Problem to work on » Sort through the data and copy the lines holding the word "containers".

Stored data entries:
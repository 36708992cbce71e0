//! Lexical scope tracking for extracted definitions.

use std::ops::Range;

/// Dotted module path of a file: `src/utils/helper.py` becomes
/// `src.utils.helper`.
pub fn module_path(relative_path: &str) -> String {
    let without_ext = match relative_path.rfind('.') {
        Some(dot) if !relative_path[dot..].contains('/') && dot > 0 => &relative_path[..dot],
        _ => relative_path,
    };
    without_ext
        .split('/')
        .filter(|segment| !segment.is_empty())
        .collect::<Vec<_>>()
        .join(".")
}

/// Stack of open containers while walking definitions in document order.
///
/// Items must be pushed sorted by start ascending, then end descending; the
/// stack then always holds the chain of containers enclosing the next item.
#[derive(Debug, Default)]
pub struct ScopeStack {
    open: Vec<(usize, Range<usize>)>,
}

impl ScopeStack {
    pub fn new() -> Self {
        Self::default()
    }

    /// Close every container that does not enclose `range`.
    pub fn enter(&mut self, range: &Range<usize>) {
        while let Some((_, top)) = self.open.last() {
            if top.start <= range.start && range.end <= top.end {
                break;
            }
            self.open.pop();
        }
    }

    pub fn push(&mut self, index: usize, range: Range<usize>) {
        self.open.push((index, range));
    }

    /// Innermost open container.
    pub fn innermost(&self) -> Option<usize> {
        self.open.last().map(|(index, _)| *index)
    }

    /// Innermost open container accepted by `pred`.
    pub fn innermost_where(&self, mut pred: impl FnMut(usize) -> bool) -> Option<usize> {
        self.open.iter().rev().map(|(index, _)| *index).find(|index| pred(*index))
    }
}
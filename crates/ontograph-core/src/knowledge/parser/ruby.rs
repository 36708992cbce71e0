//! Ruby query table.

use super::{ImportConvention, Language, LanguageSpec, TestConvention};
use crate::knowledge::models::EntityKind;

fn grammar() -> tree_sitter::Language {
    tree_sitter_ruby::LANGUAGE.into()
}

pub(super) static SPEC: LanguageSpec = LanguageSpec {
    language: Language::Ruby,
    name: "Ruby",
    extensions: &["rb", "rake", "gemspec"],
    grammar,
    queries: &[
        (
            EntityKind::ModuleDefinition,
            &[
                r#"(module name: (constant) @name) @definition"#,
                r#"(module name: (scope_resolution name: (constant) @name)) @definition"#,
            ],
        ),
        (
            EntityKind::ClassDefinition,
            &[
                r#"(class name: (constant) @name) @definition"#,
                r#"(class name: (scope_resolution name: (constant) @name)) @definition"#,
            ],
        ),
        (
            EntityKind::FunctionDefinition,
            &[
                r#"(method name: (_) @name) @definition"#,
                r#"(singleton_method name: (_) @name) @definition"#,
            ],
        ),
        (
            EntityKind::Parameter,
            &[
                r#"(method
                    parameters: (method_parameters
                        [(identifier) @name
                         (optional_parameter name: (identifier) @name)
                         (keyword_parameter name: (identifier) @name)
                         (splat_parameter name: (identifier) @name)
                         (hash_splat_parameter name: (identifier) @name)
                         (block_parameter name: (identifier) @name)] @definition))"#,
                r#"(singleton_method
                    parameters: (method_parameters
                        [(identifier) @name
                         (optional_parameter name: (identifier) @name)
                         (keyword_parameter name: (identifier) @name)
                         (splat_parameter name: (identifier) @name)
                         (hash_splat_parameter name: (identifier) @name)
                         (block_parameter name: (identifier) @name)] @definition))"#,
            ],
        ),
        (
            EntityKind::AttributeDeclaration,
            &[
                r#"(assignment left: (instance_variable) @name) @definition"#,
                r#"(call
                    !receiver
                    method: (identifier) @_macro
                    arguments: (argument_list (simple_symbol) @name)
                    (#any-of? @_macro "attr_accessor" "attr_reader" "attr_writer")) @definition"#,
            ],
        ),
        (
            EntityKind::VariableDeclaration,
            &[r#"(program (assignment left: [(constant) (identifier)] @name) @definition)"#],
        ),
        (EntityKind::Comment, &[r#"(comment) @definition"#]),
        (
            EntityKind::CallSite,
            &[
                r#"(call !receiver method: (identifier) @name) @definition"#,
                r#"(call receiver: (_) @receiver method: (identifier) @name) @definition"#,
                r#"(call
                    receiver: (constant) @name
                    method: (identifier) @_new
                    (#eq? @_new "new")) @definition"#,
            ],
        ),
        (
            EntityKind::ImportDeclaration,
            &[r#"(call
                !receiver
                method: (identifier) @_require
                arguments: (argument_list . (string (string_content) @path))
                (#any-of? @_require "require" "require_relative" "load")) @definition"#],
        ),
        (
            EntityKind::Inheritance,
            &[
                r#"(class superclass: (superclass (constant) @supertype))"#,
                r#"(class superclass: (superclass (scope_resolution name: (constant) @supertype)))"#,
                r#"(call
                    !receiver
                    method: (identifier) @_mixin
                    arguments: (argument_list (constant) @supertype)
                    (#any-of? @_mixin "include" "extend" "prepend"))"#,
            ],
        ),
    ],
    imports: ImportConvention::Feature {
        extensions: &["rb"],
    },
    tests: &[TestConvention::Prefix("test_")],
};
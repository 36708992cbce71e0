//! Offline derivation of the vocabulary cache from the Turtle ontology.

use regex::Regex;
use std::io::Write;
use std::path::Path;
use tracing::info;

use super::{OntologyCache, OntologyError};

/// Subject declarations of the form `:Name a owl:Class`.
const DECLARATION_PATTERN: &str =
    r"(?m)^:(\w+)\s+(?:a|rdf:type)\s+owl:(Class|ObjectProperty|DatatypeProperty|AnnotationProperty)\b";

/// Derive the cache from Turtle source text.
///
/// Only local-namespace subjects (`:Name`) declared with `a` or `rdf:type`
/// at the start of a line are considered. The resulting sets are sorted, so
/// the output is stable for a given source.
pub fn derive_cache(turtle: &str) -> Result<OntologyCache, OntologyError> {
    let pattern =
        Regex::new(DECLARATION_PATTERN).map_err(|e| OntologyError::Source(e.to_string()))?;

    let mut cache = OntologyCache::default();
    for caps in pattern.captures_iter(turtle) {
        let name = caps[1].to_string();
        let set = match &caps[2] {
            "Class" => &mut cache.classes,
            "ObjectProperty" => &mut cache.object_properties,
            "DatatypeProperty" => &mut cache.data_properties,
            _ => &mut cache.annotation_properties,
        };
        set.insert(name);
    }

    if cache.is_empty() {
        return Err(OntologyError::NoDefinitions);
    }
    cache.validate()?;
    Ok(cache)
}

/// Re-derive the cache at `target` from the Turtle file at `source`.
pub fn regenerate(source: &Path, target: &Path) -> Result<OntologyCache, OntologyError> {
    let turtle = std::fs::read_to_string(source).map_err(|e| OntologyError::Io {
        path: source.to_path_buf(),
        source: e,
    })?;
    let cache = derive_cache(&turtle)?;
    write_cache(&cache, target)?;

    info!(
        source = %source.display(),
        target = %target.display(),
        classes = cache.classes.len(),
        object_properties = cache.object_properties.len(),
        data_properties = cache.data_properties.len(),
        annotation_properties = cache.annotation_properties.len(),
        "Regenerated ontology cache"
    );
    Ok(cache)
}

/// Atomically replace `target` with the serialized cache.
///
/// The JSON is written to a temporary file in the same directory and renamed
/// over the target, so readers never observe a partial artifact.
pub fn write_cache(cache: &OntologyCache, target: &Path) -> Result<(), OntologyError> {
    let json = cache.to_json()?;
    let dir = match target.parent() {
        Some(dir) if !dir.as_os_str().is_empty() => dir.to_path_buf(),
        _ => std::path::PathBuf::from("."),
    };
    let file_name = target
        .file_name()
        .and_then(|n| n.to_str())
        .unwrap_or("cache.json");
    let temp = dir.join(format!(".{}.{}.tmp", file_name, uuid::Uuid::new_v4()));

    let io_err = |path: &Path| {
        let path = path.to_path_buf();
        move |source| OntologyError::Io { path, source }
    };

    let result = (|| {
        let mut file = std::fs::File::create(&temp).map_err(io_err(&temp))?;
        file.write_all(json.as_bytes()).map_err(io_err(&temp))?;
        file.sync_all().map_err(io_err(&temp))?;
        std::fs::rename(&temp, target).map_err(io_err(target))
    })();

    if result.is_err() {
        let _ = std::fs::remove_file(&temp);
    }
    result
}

Solution for this task »
/// Stack of open containers while walking definitions in document order.
/// stack then always holds the chain of containers enclosing the next item.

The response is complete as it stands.